This Practice Has Helped Me Get Sleep During This Crisis
Yet another friend told me last week she had trouble sleeping or relaxing. It has become a frequent refrain when speaking with friends and co-workers over the last few weeks.
This isn’t necessarily a new phenomenon. Ada Calhoun wrote a book just a few months before the U.S. moved to shelter-in-place regulations, Why We Can’t Sleep, about the angst Generation X feel in their midlife. In some ways, many career-driven women I know already weren’t able to rest, but this crisis feels different. I’ve heard stories about women who fall asleep fine, but then are awake for hours in the middle of the night or concerns about this uneasy feeling during their daily activities that they just can’t shake. Often they can’t identify what is making them feel upset or keeping them awake.
I know these experiences personally from earlier in my life and career—the worries, the low-grade dread, the middle of the night waking. I get it—truly—and so, if they ask for advice, I share the one thing that has helped me overcome sleeplessness time and again: journaling.
When I was a kid, I got a diary with a pretty cover and a tiny lock on the side. I loved writing notes about my day and the fun things I did with friends. After a while, I either lost track of the book somewhere or outgrew it. It wasn’t until much later in my career that I almost reluctantly picked up a journal again. This time it was a plain black notebook.
I had found myself only focusing on the negative things and needed to regain my energy and spark at work and home. In this instance, I chose to focus on gratitude, journaling three things from the day that had brought me joy.
As I got more settled into my practice, I expanded what I wrote in the journal. Sometimes I wrote letters of encouragement to myself in the journal for something great I had done or how I had handled a difficult situation. I also wrote about my worries, no judgment about why or what, just an effort to get them out onto paper. I had found that if I didn’t acknowledge them this way, they had a habit of resurfacing in the middle of the night.
In other words, there’s no trick to what to write, or requirement to focus on positive things. I’ve always found that when I write what I’m feeling—good or bad—I can sleep better.
It’s important to see the journal as a safe space for your thoughts, to not judge yourself for what you are feeling or what you write down. After all, this is an extremely unusual time and you may find yourself worrying about things that might not otherwise have bothered you. The goal is to get out things on your mind, including the ones you might not even be willing to admit out loud. For example, I currently have a fear of not being able to get enough eggs at the grocery store, which has always been our daily family breakfast. It is, for sure, in my journal.

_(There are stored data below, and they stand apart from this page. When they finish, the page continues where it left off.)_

pub mod domain;
pub mod handlers;
pub mod routes;
pub mod shared;
pub mod usecases;

#[tokio::main]
async fn main() -> anyhow::Result<()> {
    use axum::body::Body;
    use axum::http::{header, Method, Request};
    use axum::middleware::{self, Next};
    use axum::response::Response;
    use std::net::SocketAddr;
    use tokio::net::TcpListener;
    use tower_http::cors::{Any, CorsLayer};
    use tracing_subscriber::{layer::SubscriberExt, util::SubscriberInitExt};

    // Создаем директорию для логов
    let log_dir = std::path::Path::new("target").join("logs");
    std::fs::create_dir_all(&log_dir)?;

    let log_file_path = log_dir.join("backend.log");
    let log_file = std::fs::OpenOptions::new()
        .create(true)
        .append(true)
        .open(log_file_path)?;

    tracing_subscriber::registry()
        .with(tracing_subscriber::EnvFilter::new(
            std::env::var("RUST_LOG").unwrap_or_else(|_| {
                // Отключаем логи SQL запросов, но оставляем логи приложения
                "info,sqlx=warn,sea_orm=warn".into()
            }),
        ))
        .with(tracing_subscriber::fmt::layer())
        .with(
            tracing_subscriber::fmt::layer()
                .with_writer(std::sync::Arc::new(log_file))
                .with_ansi(false),
        )
        .init();

    // Простой middleware для логирования запросов
    async fn request_logger(req: Request<Body>, next: Next) -> Response {
        let start = std::time::Instant::now();
        let method = req.method().clone();
        let uri = req.uri().clone();

        let response = next.run(req).await;

        let duration = start.elapsed();
        tracing::info!(
            "{} {} -> {} ({}ms)",
            method,
            uri.path(),
            response.status().as_u16(),
            duration.as_millis()
        );

        response
    }

    let config = shared::config::load_config()?;
    let db_path = shared::config::get_database_path(&config)?;
    shared::data::db::initialize_database(db_path.to_str())
        .await
        .map_err(|e| anyhow::anyhow!("db init failed: {e}"))?;

    let cors = CorsLayer::new()
        .allow_origin(Any)
        .allow_methods([
            Method::GET,
            Method::POST,
            Method::PUT,
            Method::DELETE,
            Method::OPTIONS,
        ])
        .allow_headers([header::CONTENT_TYPE, header::ACCEPT, header::AUTHORIZATION]);

    let app = routes::configure_routes()
        .layer(middleware::from_fn(request_logger))
        .layer(cors);

    let addr: SocketAddr = ([0, 0, 0, 0], 3000).into();

    tracing::info!("Attempting to bind server to http://{}", addr);
    let listener = match TcpListener::bind(addr).await {
        Ok(listener) => {
            tracing::info!("Server successfully bound to {}", addr);
            listener
        }
        Err(e) => {
            if e.kind() == std::io::ErrorKind::AddrInUse {
                tracing::error!(
                    "Error: Port 3000 is already in use. Please ensure no other process is using this port."
                );
            } else {
                tracing::error!("Failed to bind to port 3000. Error: {}", e);
            }
            return Err(e.into());
        }
    };

    axum::serve(listener, app).await?;

    Ok(())
}
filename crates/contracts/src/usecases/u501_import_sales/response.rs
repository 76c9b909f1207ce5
use serde::{Deserialize, Serialize};

use super::preview::PreviewResult;
use super::session::SessionState;

/// Ответ на загрузку файла
#[derive(Debug, Clone, Serialize, Deserialize)]
pub struct UploadResponse {
    /// ID сессии импорта
    #[serde(rename = "sessionId")]
    pub session_id: String,

    /// Статус запуска
    pub status: ImportStartStatus,

    /// Сообщение
    pub message: String,

    /// Количество распознанных строк
    #[serde(rename = "rowCount")]
    pub row_count: usize,
}

/// Статус запуска импорта
#[derive(Debug, Clone, Serialize, Deserialize, PartialEq, Eq)]
pub enum ImportStartStatus {
    /// Успешно запущен
    Started,
    /// Ошибка при запуске
    Failed,
}

/// Результат batch commit'а
#[derive(Debug, Clone, Copy, Serialize, Deserialize, PartialEq, Eq)]
pub struct BatchOutcome {
    /// Сколько записей создано
    #[serde(rename = "createdCount")]
    pub created_count: usize,
}

/// Снимок сессии для клиента
#[derive(Debug, Clone, Serialize, Deserialize)]
pub struct SessionView {
    #[serde(rename = "sessionId")]
    pub session_id: String,

    pub state: SessionState,

    /// Индекс текущей строки
    pub cursor: usize,

    /// Всего строк в файле
    #[serde(rename = "totalRows")]
    pub total_rows: usize,

    #[serde(rename = "confirmedCount")]
    pub confirmed_count: usize,

    #[serde(rename = "skippedCount")]
    pub skipped_count: usize,

    /// Превью текущей строки (есть только в состоянии Preview)
    #[serde(rename = "currentPreview")]
    pub current_preview: Option<PreviewResult>,

    /// Последняя ошибка (превью или commit)
    #[serde(rename = "lastError")]
    pub last_error: Option<String>,

    /// Итог batch commit'а (есть только в состоянии Complete)
    pub outcome: Option<BatchOutcome>,
}

/// Ответ на создание сущности по ходу импорта
#[derive(Debug, Clone, Serialize, Deserialize)]
pub struct CreateEntityResponse {
    pub id: i64,
    /// Имя, под которым сущность закеширована в сессии
    #[serde(rename = "cachedName")]
    pub cached_name: Option<String>,
}
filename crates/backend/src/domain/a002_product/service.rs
use super::repository;
use contracts::domain::a002_product::aggregate::{Product, ProductDto};

pub async fn create(dto: ProductDto) -> anyhow::Result<i64> {
    let code = dto
        .code
        .clone()
        .unwrap_or_else(|| format!("PRD-{}", uuid::Uuid::new_v4()));
    let mut aggregate = Product::new_for_insert(
        code,
        dto.description,
        dto.article.unwrap_or_default(),
        dto.unit.unwrap_or_else(|| "kg".to_string()),
        dto.comment,
    );

    aggregate
        .validate()
        .map_err(|e| anyhow::anyhow!("Validation failed: {}", e))?;
    aggregate.before_write();

    repository::insert(&aggregate).await
}

pub async fn update(dto: ProductDto) -> anyhow::Result<()> {
    let id = dto.id.ok_or_else(|| anyhow::anyhow!("Invalid ID"))?;

    let mut aggregate = repository::get_by_id(id)
        .await?
        .ok_or_else(|| anyhow::anyhow!("Not found"))?;

    aggregate.update(&dto);

    aggregate
        .validate()
        .map_err(|e| anyhow::anyhow!("Validation failed: {}", e))?;
    aggregate.before_write();

    repository::update(&aggregate).await
}

pub async fn delete(id: i64) -> anyhow::Result<bool> {
    repository::soft_delete(id).await
}

pub async fn get_by_id(id: i64) -> anyhow::Result<Option<Product>> {
    repository::get_by_id(id).await
}

pub async fn find_by_name(name: &str) -> anyhow::Result<Option<Product>> {
    repository::find_by_name(name).await
}

pub async fn list_all() -> anyhow::Result<Vec<Product>> {
    repository::list_all().await
}
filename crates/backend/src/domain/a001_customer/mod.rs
pub mod repository;
pub mod service;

Life can feel uncertain right now; but in reality, it always has been. When you channel your energy into understanding what worries you and releasing it, you can more easily find ways to focus on what brings you joy. You don’t only have to experience trouble sleeping to benefit from this exercise, nor do you have to find a “right” way to do it. I’m sharing this because it’s worked for me, and I hope it helps you rest easier, too.